O racismo tem se manifestado no futebol mundial de maneira cada vez mais explícita, através de atos de torcedores ou de jogadores. Em 1917, somente o Andaraí e o Bangu eram times multirraciais no Rio de Janeiro, porque havia um dilema para a elite dirigente do futebol carioca: manter a eugenia e perder para os paulistas ou reforçar o time e perder a pureza racial da organização de futebol do Rio. Era  aceitável um jogador “de cor” num clube de futebol, mas na seleção, que representava a fina flor da sociedade, era discutível (Agora São Paulo, 21 mar. 2005, caderno Vencer, p. B12). Em 1923 o Clube de Futebol e Regatas Vasco da Gama venceu o campeonato estadual do Rio de Janeiro com uma equipe composta por negros e mulatos, todos de origem pobre. Isto trouxe grandes preocupações e incomodou dirigentes e amantes do futebol de elite daquele tempo (AZEVEDO, SUASSUNA e DAOLIO, 2004, p.86).

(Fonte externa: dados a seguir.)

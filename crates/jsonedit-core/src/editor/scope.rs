//! Global shortcut listener lifetime.
//!
//! The widget listens for its search toggle on the host's global key
//! stream while it is alive. [`ShortcutScope`] holds that registration and
//! releases it when stopped or dropped, whichever comes first.

use std::sync::{Arc, Mutex, PoisonError};

use super::state::JsonEditor;

/// Handle for one registered key listener.
#[derive(Debug, Clone, Copy, PartialEq, Eq, Hash)]
pub struct ListenerId(pub u64);

/// Something that owns a global key stream.
pub trait KeyListenerHost {
    fn attach_key_listener(&mut self) -> ListenerId;
    fn detach_key_listener(&mut self, id: ListenerId);
}

/// A live listener registration.
pub struct ShortcutScope<H: KeyListenerHost> {
    host: Arc<Mutex<H>>,
    id: Option<ListenerId>,
}

impl<H: KeyListenerHost> ShortcutScope<H> {
    pub fn id(&self) -> Option<ListenerId> {
        self.id
    }

    pub fn is_active(&self) -> bool {
        self.id.is_some()
    }

    /// Detach the listener. Later calls do nothing.
    pub fn stop(&mut self) {
        let Some(id) = self.id.take() else {
            return;
        };
        let mut host = self.host.lock().unwrap_or_else(PoisonError::into_inner);
        host.detach_key_listener(id);
        tracing::debug!(listener = id.0, "shortcut listener detached");
    }
}

impl<H: KeyListenerHost> Drop for ShortcutScope<H> {
    fn drop(&mut self) {
        self.stop();
    }
}

impl JsonEditor {
    /// Attach the widget's global shortcut listener to `host`.
    pub fn start<H: KeyListenerHost>(&self, host: Arc<Mutex<H>>) -> ShortcutScope<H> {
        let id = host
            .lock()
            .unwrap_or_else(PoisonError::into_inner)
            .attach_key_listener();
        tracing::debug!(listener = id.0, "shortcut listener attached");
        ShortcutScope { host, id: Some(id) }
    }
}
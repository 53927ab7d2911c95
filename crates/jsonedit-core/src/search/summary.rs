use std::fmt;

/// Status line for the search bar.
#[derive(Debug, Clone, Copy, PartialEq, Eq)]
pub struct MatchSummary {
    pub total: usize,
}

impl MatchSummary {
    pub fn new(total: usize) -> Self {
        Self { total }
    }
}

impl fmt::Display for MatchSummary {
    fn fmt(&self, f: &mut fmt::Formatter<'_>) -> fmt::Result {
        match self.total {
            0 => write!(f, "No matches found"),
            1 => write!(f, "1 match found"),
            n => write!(f, "{n} matches found"),
        }
    }
}
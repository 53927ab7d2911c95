//! Configuration schema types for jsonedit.
//!
//! All structs use `serde(default)` so partial configs work correctly.

mod buttons;
mod download;
mod editor;
mod highlight;
mod keybind_config;
mod search;
mod system;

pub use buttons::*;
pub use download::*;
pub use editor::*;
pub use highlight::*;
pub use keybind_config::*;
pub use search::*;
pub use system::*;

use serde::{Deserialize, Serialize};

/// Root configuration.
///
/// Only override what you want to change.
#[derive(Debug, Clone, Default, Serialize, Deserialize)]
#[serde(default)]
pub struct EditorConfig {
    pub buttons: ButtonsConfig,
    pub keybinds: KeybindConfig,
    pub editor: EditorSection,
    pub search: SearchConfig,
    pub highlight: HighlightConfig,
    pub download: DownloadConfig,
    pub logging: LoggingConfig,
}
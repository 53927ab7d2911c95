//! Logging configuration.

use serde::{Deserialize, Serialize};

/// Log level.
#[derive(Debug, Clone, Copy, Serialize, Deserialize, PartialEq, Eq, Default)]
#[serde(rename_all = "UPPERCASE")]
pub enum LogLevel {
    Debug,
    #[default]
    Info,
    Warning,
    Error,
}

impl LogLevel {
    /// `tracing` filter directive for the jsonedit crates at this level.
    pub fn directive(&self) -> &'static str {
        match self {
            LogLevel::Debug => "jsonedit=debug",
            LogLevel::Info => "jsonedit=info",
            LogLevel::Warning => "jsonedit=warn",
            LogLevel::Error => "jsonedit=error",
        }
    }
}

/// Logging configuration.
#[derive(Debug, Clone, Default, Serialize, Deserialize)]
#[serde(default)]
pub struct LoggingConfig {
    pub level: LogLevel,
}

Em 1938, após a vitória da Itália sobre o Brasil na semifinal da Copa do Mundo, os italianos manifestavam “saudamos o triunfo da inteligência itálica contra a força bruta dos negros”  (AGOSTINO, 2002, p.65). Outra manifestação, mais recente, foi em 2001, quando torcedores da Lazio exibiam faixas, slogans e hinos visando atacar aos jogadores Cafu, Aldair, Antonio Carlos Zago e Jonathan Zebina, com os dizeres “equipe de negros, corja de judeus” (AGOSTINO, 2002, p.249). Em 2004 várias situações mostravam o crescimento do racismo nos estádios europeus, entre elas o momento em que o técnico da seleção espanhola se dirige para seu jogador, o francês Thierry Henry, “fale para o negro: eu sou melhor do que você, negro di merda” (Agora São Paulo, 18 mar. 2005, caderno Vencer, p. B6).

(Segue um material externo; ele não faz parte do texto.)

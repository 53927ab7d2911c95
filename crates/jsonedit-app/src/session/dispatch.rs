//! IPC message validation and dispatch to session handlers.

use std::path::PathBuf;
use std::sync::PoisonError;

use jsonedit_common::{Action, EditorError};
use jsonedit_core::{FocusTarget, ScrollOffset, Selection};
use jsonedit_platform::{KeyCombo, KeyScope};

use super::files::{expand_home, read_text_file, LoadDone};
use super::keys::KeyEvent;
use super::Session;
use crate::ipc::{reply, IpcMessage, IpcPayload};

// =============================================================================
// IPC ALLOWLIST
// =============================================================================

/// Allowed inbound message kinds.
///
/// Any message with a `kind` not in this list is rejected and logged.
const ALLOWED_IPC_KINDS: &[&str] = &[
    "set_text",
    "key",
    "action",
    "search",
    "select",
    "scroll",
    "load",
    "download",
    "get_state",
    "ping",
];

/// Check whether an IPC message kind is in the allowlist.
pub fn is_ipc_kind_allowed(kind: &str) -> bool {
    ALLOWED_IPC_KINDS.contains(&kind)
}

// =============================================================================
// DISPATCH
// =============================================================================

impl Session {
    /// Handle one input line and return the replies to send, in order.
    pub fn handle_line(&mut self, line: &str) -> Vec<IpcMessage> {
        let line = line.trim();
        if line.is_empty() {
            return Vec::new();
        }

        let Some(msg) = IpcMessage::from_json(line) else {
            tracing::warn!(body_len = line.len(), "IPC message rejected: failed to parse");
            return vec![IpcMessage::error("malformed message")];
        };

        if !is_ipc_kind_allowed(&msg.kind) {
            tracing::warn!(kind = %msg.kind, "IPC message rejected: unknown kind");
            return vec![IpcMessage::error(format!("unknown kind: {}", msg.kind))];
        }

        tracing::debug!(kind = %msg.kind, "IPC message dispatched");

        let result = match msg.kind.as_str() {
            "ping" => {
                return vec![IpcMessage::json(reply::PONG, serde_json::json!("pong"))];
            }
            "get_state" => Ok(Vec::new()),
            "set_text" => self.handle_set_text(&msg.payload),
            "key" => self.handle_key(&msg.payload),
            "action" => self.handle_action(&msg.payload),
            "search" => self.handle_search(&msg.payload),
            "select" => self.handle_select(&msg.payload),
            "scroll" => self.handle_scroll(&msg.payload),
            "download" => self.handle_download(&msg.payload),
            "load" => {
                return match self.handle_load(&msg.payload) {
                    Ok(()) => Vec::new(),
                    Err(e) => vec![IpcMessage::error(e.to_string())],
                };
            }
            _ => {
                // Shouldn't happen: allowlist checked above
                tracing::warn!(kind = %msg.kind, "Unhandled IPC kind");
                Ok(Vec::new())
            }
        };

        let mut replies = self.drain_events();
        match result {
            Ok(extra) => replies.extend(extra),
            Err(e) => {
                tracing::warn!(kind = %msg.kind, "IPC request failed: {e}");
                replies.push(IpcMessage::error(e.to_string()));
            }
        }
        replies.push(self.state_reply());
        replies
    }

    /// Apply a finished file read. Reads superseded by a newer load are
    /// dropped without a reply, whether they succeeded or failed.
    pub(super) fn apply_load(&mut self, done: LoadDone) -> Vec<IpcMessage> {
        if !self.editor.is_latest_load(done.ticket) {
            tracing::debug!(
                ticket = done.ticket.id(),
                path = %done.path.display(),
                "ignoring superseded file load"
            );
            return Vec::new();
        }
        let contents = match done.result {
            Ok(contents) => contents,
            Err(e) => {
                tracing::warn!(path = %done.path.display(), "file load failed: {e}");
                return vec![IpcMessage::error(format!("load failed: {e}"))];
            }
        };
        if !self
            .editor
            .finish_load(done.ticket, contents, &mut self.surface)
        {
            return Vec::new();
        }
        let mut replies = self.drain_events();
        replies.push(self.state_reply());
        replies
    }

    // -- handlers --

    fn handle_set_text(&mut self, payload: &IpcPayload) -> Result<Vec<IpcMessage>, EditorError> {
        let text = expect_text(payload, "set_text")?;
        self.editor.set_text(text, &mut self.surface);
        Ok(Vec::new())
    }

    fn handle_key(&mut self, payload: &IpcPayload) -> Result<Vec<IpcMessage>, EditorError> {
        let value = expect_json(payload, "key")?;
        let event: KeyEvent = serde_json::from_value(value.clone())
            .map_err(|e| EditorError::Ipc(format!("bad key event: {e}")))?;

        let scope = event.scope.unwrap_or_else(|| self.focus_scope());
        let combo = KeyCombo::from_modifiers(event.ctrl, event.alt, event.shift, event.meta, &event.key);

        let listening = self
            .keys
            .lock()
            .unwrap_or_else(PoisonError::into_inner)
            .is_listening();
        let action = self.registry.lookup_scoped(scope, &combo).or_else(|| {
            listening
                .then(|| self.registry.lookup_scoped(KeyScope::Global, &combo))
                .flatten()
        });

        match action {
            Some(action) => self.run_action(action),
            None => {
                tracing::debug!(?scope, key = %combo.key, "unbound key");
                Ok(Vec::new())
            }
        }
    }

    fn handle_action(&mut self, payload: &IpcPayload) -> Result<Vec<IpcMessage>, EditorError> {
        let name = expect_text(payload, "action")?;
        let action = Action::from_name(name)
            .ok_or_else(|| EditorError::Ipc(format!("unknown action: {name}")))?;

        if Action::toolbar_actions().contains(&action) && !self.buttons.allows(action) {
            tracing::warn!(?action, "toolbar action rejected: button hidden");
            return Err(EditorError::Ipc(format!("action hidden: {name}")));
        }
        self.run_action(action)
    }

    fn handle_search(&mut self, payload: &IpcPayload) -> Result<Vec<IpcMessage>, EditorError> {
        let term = expect_text(payload, "search")?;
        if !self.editor.is_search_open() {
            self.editor.open_search(&mut self.surface);
        }
        self.editor.set_search_term(term, &mut self.surface);
        Ok(Vec::new())
    }

    fn handle_select(&mut self, payload: &IpcPayload) -> Result<Vec<IpcMessage>, EditorError> {
        let value = expect_json(payload, "select")?;
        let selection: Selection = serde_json::from_value(value.clone())
            .map_err(|e| EditorError::Ipc(format!("bad selection: {e}")))?;
        self.surface.selection = selection;
        Ok(Vec::new())
    }

    fn handle_scroll(&mut self, payload: &IpcPayload) -> Result<Vec<IpcMessage>, EditorError> {
        let value = expect_json(payload, "scroll")?;
        let offset: ScrollOffset = serde_json::from_value(value.clone())
            .map_err(|e| EditorError::Ipc(format!("bad scroll offset: {e}")))?;
        self.surface.scroll = offset;
        self.editor.sync_scroll(&mut self.surface);
        Ok(Vec::new())
    }

    fn handle_download(&mut self, payload: &IpcPayload) -> Result<Vec<IpcMessage>, EditorError> {
        let dir = payload.as_text().map(expand_home);
        self.write_download(dir)
    }

    fn handle_load(&mut self, payload: &IpcPayload) -> Result<(), EditorError> {
        let path = expand_home(expect_text(payload, "load")?);
        let ticket = self.editor.begin_load();
        let tx = self.load_tx.clone();
        tracing::info!(path = %path.display(), ticket = ticket.id(), "loading file");

        tokio::spawn(async move {
            let result = read_text_file(&path).await;
            if tx.send(LoadDone { ticket, path, result }).is_err() {
                tracing::debug!("session closed before file load finished");
            }
        });
        Ok(())
    }

    // -- helpers --

    /// Run an action, handling the host ones the widget hands back.
    fn run_action(&mut self, action: Action) -> Result<Vec<IpcMessage>, EditorError> {
        if !action.is_host_action() {
            self.editor.dispatch(action, &mut self.surface);
            return Ok(Vec::new());
        }
        match action {
            Action::Copy => {
                self.editor.copy(self.clipboard.as_mut())?;
                Ok(Vec::new())
            }
            Action::Download => self.write_download(None),
            _ => Err(EditorError::Ipc(
                "load needs a file path; send a load message".into(),
            )),
        }
    }

    fn write_download(&self, dir: Option<PathBuf>) -> Result<Vec<IpcMessage>, EditorError> {
        let dir = match dir.or_else(|| self.download_dir.clone()) {
            Some(dir) => dir,
            None => jsonedit_platform::download_dir()?,
        };
        let download = self.editor.download();
        let path = download.write_into(&dir)?;
        Ok(vec![IpcMessage::json(
            reply::DOWNLOADED,
            serde_json::json!({
                "path": path.display().to_string(),
                "filename": download.filename,
                "mime_type": download.mime_type,
                "bytes": download.contents.len(),
            }),
        )])
    }

    fn focus_scope(&self) -> KeyScope {
        match self.surface.focused {
            Some(FocusTarget::SearchInput) if self.editor.is_search_open() => KeyScope::SearchInput,
            _ => KeyScope::Editor,
        }
    }
}

fn expect_text<'a>(payload: &'a IpcPayload, kind: &str) -> Result<&'a str, EditorError> {
    payload
        .as_text()
        .ok_or_else(|| EditorError::Ipc(format!("{kind} expects a string payload")))
}

fn expect_json<'a>(payload: &'a IpcPayload, kind: &str) -> Result<&'a serde_json::Value, EditorError> {
    payload
        .as_json()
        .ok_or_else(|| EditorError::Ipc(format!("{kind} expects an object payload")))
}

// =============================================================================
// TESTS
// =============================================================================

#[cfg(test)]
mod tests {
    use super::*;

    #[test]
    fn ipc_kind_allowed_valid() {
        for kind in ALLOWED_IPC_KINDS {
            assert!(is_ipc_kind_allowed(kind));
        }
    }

    #[test]
    fn ipc_kind_rejected_unknown() {
        assert!(!is_ipc_kind_allowed("eval"));
        assert!(!is_ipc_kind_allowed(""));
        assert!(!is_ipc_kind_allowed("set_text_extra"));
        assert!(!is_ipc_kind_allowed("SET_TEXT")); // case-sensitive
    }
}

Notícias deste ano, 2005, dão conta de manifestações mais evidentes e próximas de nós: em jogo válido pela Taça Libertadores da América de 2005, Quilmes, da Argentina, contra o São Paulo Futebol Clube, do Brasil, jogadores e dirigentes do clube brasileiro foram hostilizados. O jogador Grafite reclamou ter sido vítima de racismo: “O Sanchez me chamou de negro de m... e de macaco”. O fato resultou em manifestações dos dirigentes de clubes brasileiros e numa carta pedido de desculpas pelo clube argentino (Agora São Paulo, 18 mar. 2005, caderno Vencer, p. B1). No segundo jogo entre as duas equipes, desta vez no Estádio Cícero Pompeu de Toledo, Morumbi, em São Paulo, o jogador argentino Leandro Desábato foi detido pela polícia, no final da partida, para prestar depoimento após ser acusado de racismo pelo jogador Grafite, do São Paulo Futebol Clube. Este caso teve repercussão internacional, exigindo uma posição política do governo brasileiro. Em nota à imprensa o ministro do esporte, Agnelo Queiroz, e a secretária especial de Políticas de Promoção da Igualdade Racial da Presidência da República, Matilde Ribeiro, repudiaram qualquer manifestação de preconceito, discriminação e xenofobia no esporte, considerando grave o incidente que levou à prisão do jogador argentino (BRASIL, 2005).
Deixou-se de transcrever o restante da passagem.